🛰️ Ground Sampling Distance Calculator
Enter your sensor width, flight altitude, focal length, and image width to find the ground sampling distance — the size of a single pixel on the ground, in centimetres.
📐 How Sharp Is Your Map?
What is a Ground Sampling Distance Calculator?
It works out the ground sampling distance — the real-world size a single pixel covers — from your camera's sensor width, the flight altitude, the lens focal length, and the image width in pixels. The answer, in centimetres per pixel, is the headline resolution of a drone map.
Use it to plan the altitude that hits a required GSD, compare cameras, and estimate how many flight lines a survey needs.
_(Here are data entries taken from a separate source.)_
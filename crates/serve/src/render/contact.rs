// crates/serve/src/render/contact.rs

use super::escape::{esc_attr, esc_html, esc_url, mailto_href, tel_href};
use domain::contact::{ContactConfig, ContactField};
use std::fmt::Write as _;
use url::Url;

/// Where the panel is shown; decides the markup shape.
#[derive(Debug, Clone, Copy, PartialEq, Eq)]
pub enum PanelContext {
    /// Admin dashboard widget.
    Dashboard,
    /// Inline in public content (`[contact_details]`).
    Embed,
}

/// Pure `ContactConfig -> HTML`. Holds only the base for relative logos.
#[derive(Debug, Clone, Default)]
pub struct ContactPanelRenderer {
    logo_base: Option<Url>,
}

/// A link that survived `esc_url`, with its visible text.
struct Link {
    href: String,
    text: String,
    external: bool,
}

impl ContactPanelRenderer {
    pub fn new(logo_base: Option<Url>) -> Self {
        Self { logo_base }
    }

    /// Resolve a stored logo reference into an emit-ready `src`.
    ///
    /// Absolute http(s) URLs pass through. Anything else is a path under
    /// `logo_base` (a leading `/` is still relative to the base), or
    /// root-relative when no base is configured.
    pub fn resolve_logo(&self, logo: &str) -> Option<String> {
        let logo = logo.trim();
        if logo.is_empty() {
            return None;
        }

        if let Ok(url) = Url::parse(logo) {
            return match url.scheme() {
                "http" | "https" => esc_url(url.as_str()),
                _ => None,
            };
        }

        let rel = logo.trim_start_matches('/');
        match &self.logo_base {
            Some(base) => {
                let mut base = base.clone();
                if !base.path().ends_with('/') {
                    let path = format!("{}/", base.path());
                    base.set_path(&path);
                }
                let joined = base.join(rel).ok()?;
                esc_url(joined.as_str())
            }
            None => esc_url(&format!("/{rel}")),
        }
    }

    #[tracing::instrument(skip_all, fields(context = ?context))]
    pub fn render(&self, config: &ContactConfig, context: PanelContext) -> String {
        match context {
            PanelContext::Dashboard => self.render_dashboard(config),
            PanelContext::Embed => self.render_embed(config),
        }
    }

    fn links(config: &ContactConfig) -> Vec<(ContactField, Link)> {
        let mut out = Vec::new();

        if let Some(website) = config.get(ContactField::Website) {
            if let Some(href) = esc_url(website) {
                out.push((
                    ContactField::Website,
                    Link {
                        href,
                        text: website.to_string(),
                        external: true,
                    },
                ));
            }
        }
        if let Some(email) = config.get(ContactField::Email) {
            if let Some(href) = mailto_href(email) {
                out.push((
                    ContactField::Email,
                    Link {
                        href,
                        text: email.to_string(),
                        external: false,
                    },
                ));
            }
        }
        if let Some(phone) = config.get(ContactField::Phone) {
            // an undialable phone still shows, just without a link
            let href = tel_href(phone).unwrap_or_default();
            out.push((
                ContactField::Phone,
                Link {
                    href,
                    text: phone.to_string(),
                    external: false,
                },
            ));
        }

        out
    }

    fn logo_img(&self, config: &ContactConfig) -> Option<String> {
        let src = self.resolve_logo(config.get(ContactField::Logo)?)?;
        let alt = match config.get(ContactField::CompanyName) {
            Some(name) => format!("{name} Logo"),
            None => "Logo".to_string(),
        };
        Some(format!(
            r#"<img src="{}" alt="{}">"#,
            esc_attr(&src),
            esc_attr(&alt)
        ))
    }

    fn anchor(link: &Link) -> String {
        let text = esc_html(&link.text);
        if link.href.is_empty() {
            return format!("<span>{text}</span>");
        }
        let extra = if link.external {
            r#" target="_blank" rel="noopener""#
        } else {
            ""
        };
        format!(r#"<a href="{}"{extra}>{text}</a>"#, esc_attr(&link.href))
    }

    fn render_dashboard(&self, config: &ContactConfig) -> String {
        let logo = self.logo_img(config);
        let company = config.get(ContactField::CompanyName);
        let links = Self::links(config);

        let mut html = String::from(r#"<div class="support-dashboard">"#);
        if logo.is_none() && company.is_none() && links.is_empty() {
            html.push_str("</div>");
            return html;
        }

        html.push_str(r#"<div class="support-header">"#);
        if let Some(img) = logo {
            let _ = write!(html, r#"<div class="support-logo">{img}</div>"#);
        }
        html.push_str(r#"<div class="support-contact">"#);
        if let Some(name) = company {
            let _ = write!(html, "<h2>{}</h2>", esc_html(name));
        }
        if !links.is_empty() {
            html.push_str(r#"<div class="support-details">"#);
            for (field, link) in &links {
                let icon = match field {
                    ContactField::Website => "admin-site",
                    ContactField::Email => "email",
                    _ => "phone",
                };
                let _ = write!(
                    html,
                    r#"<div class="support-item"><span class="dashicons dashicons-{icon}" aria-label="{}"></span>{}</div>"#,
                    esc_attr(field.label()),
                    Self::anchor(link)
                );
            }
            html.push_str("</div>");
        }
        html.push_str("</div></div></div>");
        html
    }

    fn render_embed(&self, config: &ContactConfig) -> String {
        let mut html = String::from(r#"<div class="contact-details">"#);

        if let Some(name) = config.get(ContactField::CompanyName) {
            let _ = write!(html, "<h2>{}</h2>", esc_html(name));
        }
        if let Some(img) = self.logo_img(config) {
            let _ = write!(html, r#"<p class="contact-logo">{img}</p>"#);
        }
        for (field, link) in Self::links(config) {
            let label = match field {
                ContactField::Website => "Website:",
                ContactField::Email => "Email:",
                _ => "Phone:",
            };
            let _ = write!(
                html,
                r#"<p class="contact-item"><strong>{label}</strong> {}</p>"#,
                Self::anchor(&link)
            );
        }

        html.push_str("</div>");
        html
    }
}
Lower GSD means sharper maps but lower flights and more coverage passes.
❓ Frequently Asked Questions
What is ground sampling distance (GSD)?
GSD is the real-world distance on the ground that a single image pixel covers, expressed in centimetres per pixel. A GSD of 1.3 cm/px means each pixel spans 1.3 cm of ground. It's the standard way to describe the resolution of a drone map or orthomosaic — the lower the number, the sharper the detail.
How do I lower my GSD for sharper maps?
Fly lower, use a longer focal length, or use a camera with a wider sensor and more pixels. Altitude is the easiest lever: halving your height roughly halves the GSD. The trade-off is that lower flights cover less ground per pass, so you need more flight lines and battery time.
Where do I find my sensor width and focal length?
The sensor width in millimetres and the lens focal length are in your camera's specifications; image width in pixels is the horizontal resolution of your photos. Use the true focal length, not a 35 mm-equivalent figure, for an accurate result.
What GSD do I need for a survey?
It depends on the deliverable. General mapping might accept 3–5 cm/px, while inspection or volumetric work often calls for 1–2 cm/px or finer. Clients frequently specify a target GSD in the contract, so plan your flight altitude to meet it before you launch.